A verbatim transcript of the lines below, starting at the first and ending with the one that holds "Never lets an", is what should be produced.

Data Start Marker

use crate::error::ProxyError;
use crate::http1::{self, BodyKind};
use crate::proxy::state::ProxyState;
use crate::timeout::TimeoutPolicy;
use rand::RngCore;
use std::net::SocketAddr;
use std::time::Instant;
use tokio::io::AsyncWriteExt;
use tokio::net::TcpStream;

/// Orchestrates one accepted client connection end to end: parse, select,
/// gate, connect, stream request, stream response, release. Never lets an
/// error escape — every failure is mapped to a client response (or a silent
/// close) and a metric, so one misbehaving connection can never destabilize
/// the accept loop.
pub async fn handle_connection(mut client: TcpStream, peer_addr: SocketAddr, state: ProxyState) {
    let trace_id = generate_trace_id();
    let span = tracing::info_span!("connection", trace_id = %trace_id, peer = %peer_addr);
    let _guard = span.enter();

    let inner = state.current();
    let start = Instant::now();

    // Connections beyond max_client_conns queue here, they never fail.
    let _client_permit = inner.limiter.acquire_client().await;
    tracing::debug!(stage = "gating", "client permit acquired");

    let preamble = match http1::read_preamble(&mut client).await {
        Ok(p) => p,
        Err(ProxyError::MalformedRequest(reason)) => {
            tracing::debug!(stage = "parsing", %reason, "malformed request");
            state.metrics.record_parse_error();
            write_error_response(&mut client, 400, "Bad Request", None).await;
            return;
        }
        Err(_) => return,
    };
    state.metrics.record_request_parsed();
    tracing::debug!(stage = "parsing", method = %preamble.method, path = %preamble.path, "preamble parsed");

    let upstream = match inner.pool.next() {
        Some(u) => u.clone(),
        None => {
            tracing::error!(stage = "selecting", "upstream pool is empty");
            write_error_response(
                &mut client,
                502,
                "Bad Gateway",
                Some("Upstream unavailable: no upstreams configured"),
            )
            .await;
            return;
        }
    };
    let upstream_addr = upstream.addr();
    state.metrics.record_upstream_request(&upstream_addr);
    tracing::debug!(stage = "selecting", upstream = %upstream_addr, "upstream selected");

    let _upstream_permit = inner.limiter.acquire_upstream(&upstream_addr).await;
    tracing::debug!(stage = "gating", upstream = %upstream_addr, "upstream permit acquired");

    let mut upstream_stream = match inner
        .timeouts
        .with_connect(TcpStream::connect(&upstream_addr))
        .await
    {
        Ok(Ok(s)) => s,
        Ok(Err(e)) => {
            let error_type = if e.kind() == std::io::ErrorKind::ConnectionRefused {
                "connection_refused"
            } else {
                "other"
            };
            state.metrics.record_upstream_error(&upstream_addr, error_type);
            let err = ProxyError::ConnectError(e);
            tracing::warn!(stage = "connecting", upstream = %upstream_addr, error = %err, "upstream connect failed");
            write_error_response(
                &mut client,
                502,
                "Bad Gateway",
                Some(&format!("Upstream unavailable: {err}")),
            )
            .await;
            return;
        }
        Err(ProxyError::ConnectTimeout) => {
            state.metrics.record_timeout("connect");
            state.metrics.record_upstream_error(&upstream_addr, "timeout");
            tracing::warn!(stage = "connecting", upstream = %upstream_addr, "connect timeout");
            write_error_response(&mut client, 504, "Gateway Timeout", None).await;
            return;
        }
        Err(_) => return,
    };
    tracing::debug!(stage = "connecting", upstream = %upstream_addr, "connected");

    let outcome = inner
        .timeouts
        .with_total(run_exchange(
            &mut client,
            &mut upstream_stream,
            &preamble,
            &trace_id,
            &inner.timeouts,
        ))
        .await;

    let (bytes_sent, status_class) = match outcome {
        Ok(Ok(relayed)) => {
            tracing::debug!(stage = "draining", bytes_sent = relayed.bytes_sent, "exchange complete");
            (relayed.bytes_sent, relayed.status_class)
        }
        Ok(Err((err, relayed))) => {
            handle_exchange_failure(&mut client, &state, &upstream_addr, err, relayed.bytes_sent).await;
            (relayed.bytes_sent, relayed.status_class)
        }
        Err(ProxyError::TotalTimeout) => {
            state.metrics.record_timeout("total");
            state.metrics.record_upstream_error(&upstream_addr, "timeout");
            tracing::warn!(stage = "closed", upstream = %upstream_addr, "total deadline exceeded");
            write_error_response(&mut client, 504, "Gateway Timeout", None).await;
            (0, None)
        }
        Err(_) => (0, None),
    };

    let _ = upstream_stream.shutdown().await;
    let _ = client.shutdown().await;

    state.metrics.record_bytes_sent(bytes_sent);
    state.metrics.record_duration(start.elapsed().as_secs_f64());
    if let Some(class) = status_class {
        state.metrics.record_response(class);
    }
}

struct ExchangeResult {
    bytes_sent: u64,
    status_class: Option<&'static str>,
}

fn empty_exchange_result() -> ExchangeResult {
    ExchangeResult {
        bytes_sent: 0,
        status_class: None,
    }
}

/// Send the request preamble and body, then pump the response back. Returns
/// `Err((cause, partial))` on failure so the caller can decide between a
/// synthetic error response and a silent mid-stream close: `cause` is the
/// actual `ProxyError` the failing leg produced, not just which direction it
/// happened in, since a client disconnect and a deadline expiry demand
/// different handling even when both happen on the write side.
async fn run_exchange(
    client: &mut TcpStream,
    upstream: &mut TcpStream,
    preamble: &http1::Preamble,
    trace_id: &str,
    policy: &TimeoutPolicy,
) -> Result<ExchangeResult, (ProxyError, ExchangeResult)> {
    let preamble_bytes = http1::render_upstream_preamble(preamble, trace_id);
    match policy.with_write(upstream.write_all(&preamble_bytes)).await {
        Ok(Ok(())) => {}
        Ok(Err(_)) => return Err((ProxyError::PeerClosed, empty_exchange_result())),
        Err(timeout) => return Err((timeout, empty_exchange_result())),
    }

    if let Err(cause) = http1::relay_request_body(preamble.body, client, upstream, policy).await {
        return Err((cause, empty_exchange_result()));
    }

    let relayed = http1::relay_response(upstream, client, policy).await;
    let status_class = relayed.status_class.map(status_class_label);

    match relayed.error {
        None => Ok(ExchangeResult {
            bytes_sent: relayed.bytes_sent,
            status_class,
        }),
        Some(cause) => Err((
            cause,
            ExchangeResult {
                bytes_sent: relayed.bytes_sent,
                status_class,
            },
        )),
    }
}

async fn handle_exchange_failure(
    client: &mut TcpStream,
    state: &ProxyState,
    upstream_addr: &str,
    cause: ProxyError,
    bytes_already_sent: u64,
) {
    match cause {
        ProxyError::PeerClosed => {
            // Client or upstream hung up mid-exchange. The leg is already
            // dead, so there is nothing useful to write back and no deadline
            // was missed — this isn't counted as an error.
            tracing::debug!(stage = "exchanging", upstream = %upstream_addr, bytes_already_sent, "peer closed mid-exchange");
        }
        ProxyError::WriteTimeout => {
            // Nothing has reached the client yet: a write-side deadline
            // always maps to a synthetic response, never a partial stream.
            state.metrics.record_timeout("write");
            state.metrics.record_upstream_error(upstream_addr, "timeout");
            tracing::warn!(stage = "writing_request", upstream = %upstream_addr, "write deadline exceeded");
            write_error_response(client, 504, "Gateway Timeout", None).await;
        }
        ProxyError::ReadTimeout => {
            state.metrics.record_timeout("read");
            state.metrics.record_upstream_error(upstream_addr, "timeout");
            if bytes_already_sent == 0 {
                tracing::warn!(stage = "reading_response", upstream = %upstream_addr, "read deadline exceeded before any bytes relayed");
                write_error_response(client, 504, "Gateway Timeout", None).await;
            } else {
                tracing::debug!(stage = "reading_response", upstream = %upstream_addr, bytes_already_sent, "terminating mid-stream");
            }
        }
        other => {
            tracing::warn!(stage = "exchanging", upstream = %upstream_addr, error = %other, "unexpected exchange failure");
            if bytes_already_sent == 0 {
                write_error_response(client, 502, "Bad Gateway", None).await;
            }
        }
    }
}

fn status_class_label(first_digit: char) -> &'static str {
    match first_digit {
        '2' => "2xx",
        '3' => "3xx",
        '4' => "4xx",
        '5' => "5xx",
        _ => "other",
    }
}

async fn write_error_response(client: &mut TcpStream, status: u16, reason: &str, body: Option<&str>) {
    let body = body.unwrap_or("");
    let response = format!(
        "HTTP/1.1 {status} {reason}\r\nConnection: close\r\nContent-Length: {}\r\nContent-Type: text/plain\r\n\r\n{body}",
        body.len()
    );
    let _ = client.write_all(response.as_bytes()).await;
}

fn generate_trace_id() -> String {
    let mut bytes = [0u8; 16];
    rand::thread_rng().fill_bytes(&mut bytes);
    bytes.iter().map(|b| format!("{b:02x}")).collect()
}

#[cfg(test)]
mod tests {
    use super::*;
    use crate::config::{ProxyConfig, TimeoutsConfig, UpstreamConfig};
    use crate::metrics::Metrics;
    use tokio::io::{AsyncReadExt, AsyncWriteExt as _};
    use tokio::net::TcpListener;

    fn test_config(upstream_port: u16) -> ProxyConfig {
        let mut cfg = ProxyConfig::default();
        cfg.upstreams = vec![UpstreamConfig {
            host: "127.0.0.1".to_string(),
            port: upstream_port,
        }];
        cfg.timeouts = TimeoutsConfig {
            connect_ms: 200,
            read_ms: 500,
            write_ms: 500,
            total_ms: 2000,
        };
        cfg
    }

    #[tokio::test]
    async fn test_get_happy_path() {
        let listener = TcpListener::bind("127.0.0.1:0").await.unwrap();
        let port = listener.local_addr().unwrap().port();
        tokio::spawn(async move {
            let (mut sock, _) = listener.accept().await.unwrap();
            let mut buf = vec![0u8; 1024];
            let n = sock.read(&mut buf).await.unwrap();
            let req = String::from_utf8_lossy(&buf[..n]);
            assert!(req.contains("Connection: close"));
            assert!(req.contains("X-Trace-ID:"));
            sock.write_all(b"HTTP/1.1 200 OK\r\nContent-Length: 2\r\n\r\nok")
                .await
                .unwrap();
        });

        let state = ProxyState::new(test_config(port), Metrics::install());

        let server = TcpListener::bind("127.0.0.1:0").await.unwrap();
        let addr = server.local_addr().unwrap();
        let server_task = tokio::spawn(async move {
            let (sock, peer) = server.accept().await.unwrap();
            handle_connection(sock, peer, state).await;
        });

        let mut client = TcpStream::connect(addr).await.unwrap();
        client
            .write_all(b"GET / HTTP/1.1\r\nHost: x\r\n\r\n")
            .await
            .unwrap();
        let mut response = Vec::new();
        client.read_to_end(&mut response).await.unwrap();
        let response = String::from_utf8_lossy(&response);
        assert!(response.starts_with("HTTP/1.1 200 OK"));
        assert!(response.ends_with("ok"));

        server_task.await.unwrap();
    }

    #[tokio::test]
    async fn test_connect_refused_yields_502() {
        // Bind then drop to free a port with no listener on it.
        let probe = TcpListener::bind("127.0.0.1:0").await.unwrap();
        let dead_port = probe.local_addr().unwrap().port();
        drop(probe);

        let state = ProxyState::new(test_config(dead_port), Metrics::install());
        let server = TcpListener::bind("127.0.0.1:0").await.unwrap();
        let addr = server.local_addr().unwrap();
        let server_task = tokio::spawn(async move {
            let (sock, peer) = server.accept().await.unwrap();
            handle_connection(sock, peer, state).await;
        });

        let mut client = TcpStream::connect(addr).await.unwrap();
        client
            .write_all(b"GET / HTTP/1.1\r\nHost: x\r\n\r\n")
            .await
            .unwrap();
        let mut response = Vec::new();
        client.read_to_end(&mut response).await.unwrap();
        let response = String::from_utf8_lossy(&response);
        assert!(response.starts_with("HTTP/1.1 502"));
        assert!(response.contains("Upstream unavailable:"));

        server_task.await.unwrap();
    }

    #[tokio::test]
    async fn test_malformed_request_yields_400() {
        let state = ProxyState::new(test_config(1), Metrics::install());
        let server = TcpListener::bind("127.0.0.1:0").await.unwrap();
        let addr = server.local_addr().unwrap();
        let server_task = tokio::spawn(async move {
            let (sock, peer) = server.accept().await.unwrap();
            handle_connection(sock, peer, state).await;
        });

        let mut client = TcpStream::connect(addr).await.unwrap();
        client.write_all(b"NOT A REQUEST\r\n\r\n").await.unwrap();
        let mut response = Vec::new();
        client.read_to_end(&mut response).await.unwrap();
        let response = String::from_utf8_lossy(&response);
        assert!(response.starts_with("HTTP/1.1 400"));

        server_task.await.unwrap();
    }

    #[tokio::test]
    async fn test_post_with_body_round_trips() {
        let listener = TcpListener::bind("127.0.0.1:0").await.unwrap();
        let port = listener.local_addr().unwrap().port();
        tokio::spawn(async move {
            let (mut sock, _) = listener.accept().await.unwrap();
            let mut buf = vec![0u8; 1024];
            let n = sock.read(&mut buf).await.unwrap();
            let req = String::from_utf8_lossy(&buf[..n]);
            assert!(req.ends_with("hello world"));
            sock.write_all(b"HTTP/1.1 200 OK\r\nContent-Length: 11\r\n\r\nhello world")
                .await
                .unwrap();
        });

        let state = ProxyState::new(test_config(port), Metrics::install());
        let server = TcpListener::bind("127.0.0.1:0").await.unwrap();
        let addr = server.local_addr().unwrap();
        let server_task = tokio::spawn(async move {
            let (sock, peer) = server.accept().await.unwrap();
            handle_connection(sock, peer, state).await;
        });

        let mut client = TcpStream::connect(addr).await.unwrap();
        client
            .write_all(b"POST /e HTTP/1.1\r\nContent-Length: 11\r\n\r\nhello world")
            .await
            .unwrap();
        let mut response = Vec::new();
        client.read_to_end(&mut response).await.unwrap();
        let response = String::from_utf8_lossy(&response);
        assert!(response.ends_with("hello world"));

        server_task.await.unwrap();
    }
}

Data End Marker

**Result of the task:**
use crate::error::ProxyError;
use crate::http1::{self, BodyKind};
use crate::proxy::state::ProxyState;
use crate::timeout::TimeoutPolicy;
use rand::RngCore;
use std::net::SocketAddr;
use std::time::Instant;
use tokio::io::AsyncWriteExt;
use tokio::net::TcpStream;

/// Orchestrates one accepted client connection end to end: parse, select,
/// gate, connect, stream request, stream response, release. Never lets an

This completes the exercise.